## Task item
Going through the data below, copy out each line where the word "tree" shows up.

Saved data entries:
========================================================================
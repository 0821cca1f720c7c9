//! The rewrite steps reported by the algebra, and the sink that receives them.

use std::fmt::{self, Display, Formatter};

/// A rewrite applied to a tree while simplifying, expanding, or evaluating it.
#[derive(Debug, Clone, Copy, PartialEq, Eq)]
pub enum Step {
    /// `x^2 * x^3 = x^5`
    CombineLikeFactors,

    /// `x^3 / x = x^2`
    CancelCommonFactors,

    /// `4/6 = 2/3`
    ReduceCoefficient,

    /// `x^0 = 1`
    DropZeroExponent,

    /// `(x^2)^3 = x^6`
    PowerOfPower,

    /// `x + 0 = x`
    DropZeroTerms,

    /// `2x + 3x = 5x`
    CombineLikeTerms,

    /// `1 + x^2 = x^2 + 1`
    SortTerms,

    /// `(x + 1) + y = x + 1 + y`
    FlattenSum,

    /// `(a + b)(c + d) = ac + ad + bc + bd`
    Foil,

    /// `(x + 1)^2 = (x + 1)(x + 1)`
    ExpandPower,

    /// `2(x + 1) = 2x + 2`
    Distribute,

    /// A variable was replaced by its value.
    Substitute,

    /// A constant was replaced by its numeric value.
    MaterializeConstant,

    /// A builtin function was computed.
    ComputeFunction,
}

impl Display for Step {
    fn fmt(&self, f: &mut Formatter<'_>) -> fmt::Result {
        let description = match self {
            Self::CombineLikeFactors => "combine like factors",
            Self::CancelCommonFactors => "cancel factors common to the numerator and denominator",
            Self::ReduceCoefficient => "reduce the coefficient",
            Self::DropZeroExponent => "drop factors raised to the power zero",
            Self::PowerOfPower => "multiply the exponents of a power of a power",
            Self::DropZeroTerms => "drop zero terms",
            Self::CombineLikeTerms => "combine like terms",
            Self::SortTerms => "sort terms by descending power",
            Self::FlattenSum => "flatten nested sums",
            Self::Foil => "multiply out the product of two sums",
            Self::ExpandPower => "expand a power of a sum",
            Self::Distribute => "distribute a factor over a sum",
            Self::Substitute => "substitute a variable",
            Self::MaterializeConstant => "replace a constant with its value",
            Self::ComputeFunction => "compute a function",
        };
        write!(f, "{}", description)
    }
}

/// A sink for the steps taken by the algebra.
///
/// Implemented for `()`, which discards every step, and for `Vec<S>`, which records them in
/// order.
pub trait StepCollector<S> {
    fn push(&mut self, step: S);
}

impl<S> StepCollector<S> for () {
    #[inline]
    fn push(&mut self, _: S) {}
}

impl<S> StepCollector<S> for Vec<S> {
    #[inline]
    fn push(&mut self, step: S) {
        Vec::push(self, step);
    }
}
========================================================================
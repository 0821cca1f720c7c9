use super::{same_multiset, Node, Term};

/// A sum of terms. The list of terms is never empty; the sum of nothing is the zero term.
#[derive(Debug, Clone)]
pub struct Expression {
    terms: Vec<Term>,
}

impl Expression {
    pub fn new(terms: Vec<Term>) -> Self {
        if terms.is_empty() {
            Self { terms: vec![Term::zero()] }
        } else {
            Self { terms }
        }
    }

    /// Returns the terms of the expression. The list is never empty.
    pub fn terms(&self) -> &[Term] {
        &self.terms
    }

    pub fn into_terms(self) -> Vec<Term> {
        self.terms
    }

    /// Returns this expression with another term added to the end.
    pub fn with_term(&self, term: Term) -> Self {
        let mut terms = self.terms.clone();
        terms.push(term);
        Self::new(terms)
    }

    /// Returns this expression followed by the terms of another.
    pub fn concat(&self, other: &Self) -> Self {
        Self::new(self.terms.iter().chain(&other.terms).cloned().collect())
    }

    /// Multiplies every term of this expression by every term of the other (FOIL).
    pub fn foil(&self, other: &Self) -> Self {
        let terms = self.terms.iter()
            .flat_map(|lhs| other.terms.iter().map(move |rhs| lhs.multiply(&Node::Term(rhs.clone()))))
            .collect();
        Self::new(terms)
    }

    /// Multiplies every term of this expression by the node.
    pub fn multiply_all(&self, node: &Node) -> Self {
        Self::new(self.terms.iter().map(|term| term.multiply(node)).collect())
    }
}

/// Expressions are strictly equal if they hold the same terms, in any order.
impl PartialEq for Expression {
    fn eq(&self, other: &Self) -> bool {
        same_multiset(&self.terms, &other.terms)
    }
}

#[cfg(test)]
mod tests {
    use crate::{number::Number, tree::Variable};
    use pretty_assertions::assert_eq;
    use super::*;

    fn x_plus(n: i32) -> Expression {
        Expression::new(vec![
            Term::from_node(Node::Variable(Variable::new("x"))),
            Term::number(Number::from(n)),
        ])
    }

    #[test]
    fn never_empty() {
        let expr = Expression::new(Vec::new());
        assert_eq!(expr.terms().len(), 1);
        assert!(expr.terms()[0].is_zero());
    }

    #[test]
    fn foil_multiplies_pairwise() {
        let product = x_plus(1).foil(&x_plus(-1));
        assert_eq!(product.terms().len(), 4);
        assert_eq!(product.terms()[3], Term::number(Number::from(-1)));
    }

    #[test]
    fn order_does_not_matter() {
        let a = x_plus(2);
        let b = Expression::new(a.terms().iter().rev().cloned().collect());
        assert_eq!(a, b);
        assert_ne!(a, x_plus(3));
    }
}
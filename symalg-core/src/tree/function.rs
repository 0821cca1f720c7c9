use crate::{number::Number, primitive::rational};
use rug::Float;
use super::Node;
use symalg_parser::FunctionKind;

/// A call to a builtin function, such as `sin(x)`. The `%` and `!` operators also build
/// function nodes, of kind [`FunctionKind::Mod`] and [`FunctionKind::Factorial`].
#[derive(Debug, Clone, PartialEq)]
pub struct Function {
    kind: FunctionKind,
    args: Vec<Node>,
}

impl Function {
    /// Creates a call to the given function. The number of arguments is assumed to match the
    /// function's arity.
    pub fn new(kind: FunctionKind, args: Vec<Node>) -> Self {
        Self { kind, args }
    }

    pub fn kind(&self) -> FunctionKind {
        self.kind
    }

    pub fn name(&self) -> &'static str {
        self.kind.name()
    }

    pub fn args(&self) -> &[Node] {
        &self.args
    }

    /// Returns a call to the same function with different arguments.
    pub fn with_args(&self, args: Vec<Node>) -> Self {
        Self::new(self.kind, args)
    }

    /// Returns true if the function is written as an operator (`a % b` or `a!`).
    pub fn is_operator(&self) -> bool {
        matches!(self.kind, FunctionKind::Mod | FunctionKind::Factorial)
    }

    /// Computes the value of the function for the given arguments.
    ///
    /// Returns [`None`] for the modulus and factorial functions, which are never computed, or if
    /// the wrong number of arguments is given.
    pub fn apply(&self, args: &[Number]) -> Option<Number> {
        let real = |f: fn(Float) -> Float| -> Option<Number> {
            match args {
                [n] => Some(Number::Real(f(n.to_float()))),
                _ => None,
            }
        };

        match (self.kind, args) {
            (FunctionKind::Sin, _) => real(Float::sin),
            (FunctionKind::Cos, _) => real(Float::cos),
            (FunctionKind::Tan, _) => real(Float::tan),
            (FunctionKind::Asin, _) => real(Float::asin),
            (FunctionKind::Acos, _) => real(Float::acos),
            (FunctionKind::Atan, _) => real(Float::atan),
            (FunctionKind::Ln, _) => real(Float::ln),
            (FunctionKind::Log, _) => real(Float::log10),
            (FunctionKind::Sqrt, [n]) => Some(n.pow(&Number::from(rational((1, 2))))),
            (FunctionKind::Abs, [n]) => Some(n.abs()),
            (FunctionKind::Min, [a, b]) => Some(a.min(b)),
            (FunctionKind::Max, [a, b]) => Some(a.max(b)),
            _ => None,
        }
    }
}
========================================================================
## Answer to this exercise
/// A rewrite applied to a tree while simplifying, expanding, or evaluating it.
    use crate::{number::Number, tree::Variable};
filename symalg-core/src/tree/function.rs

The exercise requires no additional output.